_About this task:_
Go through the lines below and tally each one holding "GrfEstimator". Write only the total.

_Listed entries:_
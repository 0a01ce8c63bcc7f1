//! The per-cycle estimation pipeline.

use std::path::Path;

use nalgebra::{DVector, Vector3};

use crate::{
    config::EstimatorConfig,
    contact::SupportPhase,
    error::{EstimatorError, GrfError, KinematicsError},
    floating_base::FloatingBaseEstimator,
    foot::Feet,
    grf::GrfEstimator,
    kinematics::{KinematicsProvider, LegChainModel},
    state::{ImuSample, JointState, ResultMatrix, RobotState, IMU_LEN},
};

/// Why a cycle kept the previous output.
#[derive(Debug, Clone, Copy, PartialEq, Eq)]
pub enum HoldReason {
    /// The IMU sample contained NaN or infinity.
    NonFiniteImu,
    /// The kinematics provider could not evaluate the joint state.
    Kinematics(KinematicsError),
}

/// Outcome of one [`Estimator::run`] call.
#[derive(Debug, Clone, Copy, PartialEq)]
pub struct CycleReport {
    /// Set when the published output was held from the previous cycle.
    pub held: Option<HoldReason>,
    /// Set when the contact wrenches could not be estimated, in which case
    /// the contact classification was held.
    pub grf_error: Option<GrfError>,
    /// Number of joint samples clamped to their limits.
    pub clamped: usize,
    /// Support phase after this cycle.
    pub phase: SupportPhase,
    /// Whether the support phase changed this cycle.
    pub phase_changed: bool,
}

impl CycleReport {
    /// Whether the published output is from an earlier cycle.
    #[must_use]
    pub fn is_held(&self) -> bool {
        self.held.is_some()
    }
}

/// Floating-base state estimator for a biped.
///
/// Owns the kinematics provider, the filters and the [`RobotState`]. Call
/// [`Estimator::run`] once per control cycle with the latest samples and read
/// the fused state from [`Estimator::result`].
#[derive(Debug)]
pub struct Estimator<K: KinematicsProvider = LegChainModel> {
    provider: K,
    config: EstimatorConfig,
    grf: GrfEstimator,
    base: FloatingBaseEstimator,
    state: RobotState,
    result: ResultMatrix,
    cycles: u64,
}

impl Estimator<LegChainModel> {
    /// Loads the robot description and the parameter file and builds an
    /// estimator from them.
    ///
    /// # Errors
    ///
    /// Returns [`EstimatorError::Model`] if the robot description cannot be
    /// loaded and [`EstimatorError::Config`] if the parameters are missing,
    /// malformed or inconsistent with the model.
    pub fn init(
        model_path: impl AsRef<Path>,
        params_path: impl AsRef<Path>,
    ) -> Result<Self, EstimatorError> {
        let model = LegChainModel::from_file(model_path)?;
        let config = EstimatorConfig::from_file(params_path)?;
        Self::new(model, config)
    }
}

impl<K: KinematicsProvider> Estimator<K> {
    /// Builds an estimator around an existing kinematics provider.
    ///
    /// # Errors
    ///
    /// Returns [`EstimatorError::Config`] if `config` does not validate
    /// against the provider's degrees of freedom.
    pub fn new(provider: K, config: EstimatorConfig) -> Result<Self, EstimatorError> {
        let dof = provider.dof();
        config.validate(dof)?;
        let bounds = config.grf.bounds()?;

        let legs = Feet::from_fn(|foot| provider.leg_joints(foot));
        let grf = GrfEstimator::new(legs, config.grf.min_jacobian_conditioning);
        let base = FloatingBaseEstimator::new(&config);
        let state = RobotState::new(dof, config.offsets.into(), bounds);

        log::info!(
            "estimator ready: {dof} joints, dt = {} s, contact band [{}, {}] N",
            config.dt,
            bounds.lower,
            bounds.upper
        );

        Ok(Self {
            provider,
            config,
            grf,
            base,
            state,
            result: ResultMatrix::zeros(),
            cycles: 0,
        })
    }

    /// Runs one estimation cycle.
    ///
    /// `q`, `qd`, `qdd` and `tau` hold one entry per joint, `imu` is
    /// `[roll, pitch, yaw, wx, wy, wz, ax, ay, az]`. Joint samples are clamped
    /// to the configured limits before use.
    ///
    /// # Errors
    ///
    /// Returns [`EstimatorError::DimensionMismatch`] if an input has the wrong
    /// length. Nothing is updated in that case. Transient failures, such as a
    /// non-finite sample, are not errors: the previous output is held and the
    /// reason is given in the returned [`CycleReport`].
    pub fn run(
        &mut self,
        q: &[f64],
        qd: &[f64],
        qdd: &[f64],
        tau: &[f64],
        imu: &[f64],
    ) -> Result<CycleReport, EstimatorError> {
        let dof = self.provider.dof();
        for (input, values) in [
            ("joint position", q),
            ("joint velocity", qd),
            ("joint acceleration", qdd),
            ("joint torque", tau),
        ] {
            if values.len() != dof {
                return Err(EstimatorError::DimensionMismatch {
                    input,
                    expected: dof,
                    got: values.len(),
                });
            }
        }
        let imu = ImuSample::from_slice(imu).ok_or(EstimatorError::DimensionMismatch {
            input: "imu",
            expected: IMU_LEN,
            got: imu.len(),
        })?;

        let mut joints = JointState {
            position: DVector::from_column_slice(q),
            velocity: DVector::from_column_slice(qd),
            acceleration: DVector::from_column_slice(qdd),
            torque: DVector::from_column_slice(tau),
        };
        let clamped = self.config.joint_limits.clamp(
            &mut joints.position,
            &mut joints.velocity,
            &mut joints.torque,
        );
        if clamped > 0 {
            log::trace!("cycle {}: clamped {clamped} joint samples", self.cycles);
        }
        self.state.joints = joints;
        self.cycles += 1;

        if !imu.is_finite() {
            return Ok(self.hold(HoldReason::NonFiniteImu, clamped));
        }
        self.state.imu = imu;
        let reference = *self.state.imu_init.get_or_insert(imu);
        let orientation = imu.orientation(&reference);

        let gravity = orientation.transpose() * Vector3::new(0.0, 0.0, -self.config.gravity);
        let frame = self
            .provider
            .compute(
                &self.state.joints.position,
                &self.state.joints.velocity,
                &gravity,
                &self.state.offsets,
            )
            .and_then(|frame| {
                if self.state.joints.acceleration.iter().all(|v| v.is_finite()) {
                    Ok(frame)
                } else {
                    Err(KinematicsError::NonFinite)
                }
            });
        let frame = match frame {
            Ok(frame) => frame,
            Err(err) => return Ok(self.hold(HoldReason::Kinematics(err), clamped)),
        };

        let grf_error = self
            .grf
            .estimate(&self.state.joints.torque, &frame, &orientation, &mut self.state.grf)
            .err();
        self.state.kinematics = Some(frame);

        if let Some(err) = grf_error {
            log::warn!("cycle {}: {err}, holding contact state", self.cycles);
        }
        let vertical = grf_error.is_none().then(|| self.state.grf.vertical());
        let phase = self.state.contact.update(vertical);

        self.base.estimate(&mut self.state, &orientation);
        self.result = self.state.output.to_matrix();

        Ok(CycleReport {
            held: None,
            grf_error,
            clamped,
            phase,
            phase_changed: self.state.contact.phase_changed(),
        })
    }

    fn hold(&mut self, reason: HoldReason, clamped: usize) -> CycleReport {
        log::warn!("cycle {}: {reason:?}, holding previous estimate", self.cycles);
        self.base.skip_cycle();
        CycleReport {
            held: Some(reason),
            grf_error: None,
            clamped,
            phase: self.state.contact.phase(),
            phase_changed: false,
        }
    }

    /// The published state.
    ///
    /// Rows `0..4` describe the torso, `4..8` the left foot and `8..12` the
    /// right foot, see [`OutputState::to_matrix`](crate::state::OutputState::to_matrix).
    #[must_use]
    pub fn result(&self) -> &ResultMatrix {
        &self.result
    }

    /// Everything the estimator tracks.
    #[must_use]
    pub fn robot_state(&self) -> &RobotState {
        &self.state
    }

    /// The fused base velocity in the world frame.
    #[must_use]
    pub fn base_velocity(&self) -> Vector3<f64> {
        self.base.velocity()
    }

    /// The floating-base fusion stage.
    #[must_use]
    pub fn floating_base(&self) -> &FloatingBaseEstimator {
        &self.base
    }

    /// The parameters in use.
    #[must_use]
    pub fn config(&self) -> &EstimatorConfig {
        &self.config
    }

    /// The kinematics provider.
    #[must_use]
    pub fn provider(&self) -> &K {
        &self.provider
    }

    /// Number of cycles accepted so far.
    #[must_use]
    pub fn cycles(&self) -> u64 {
        self.cycles
    }
}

_Result:_
3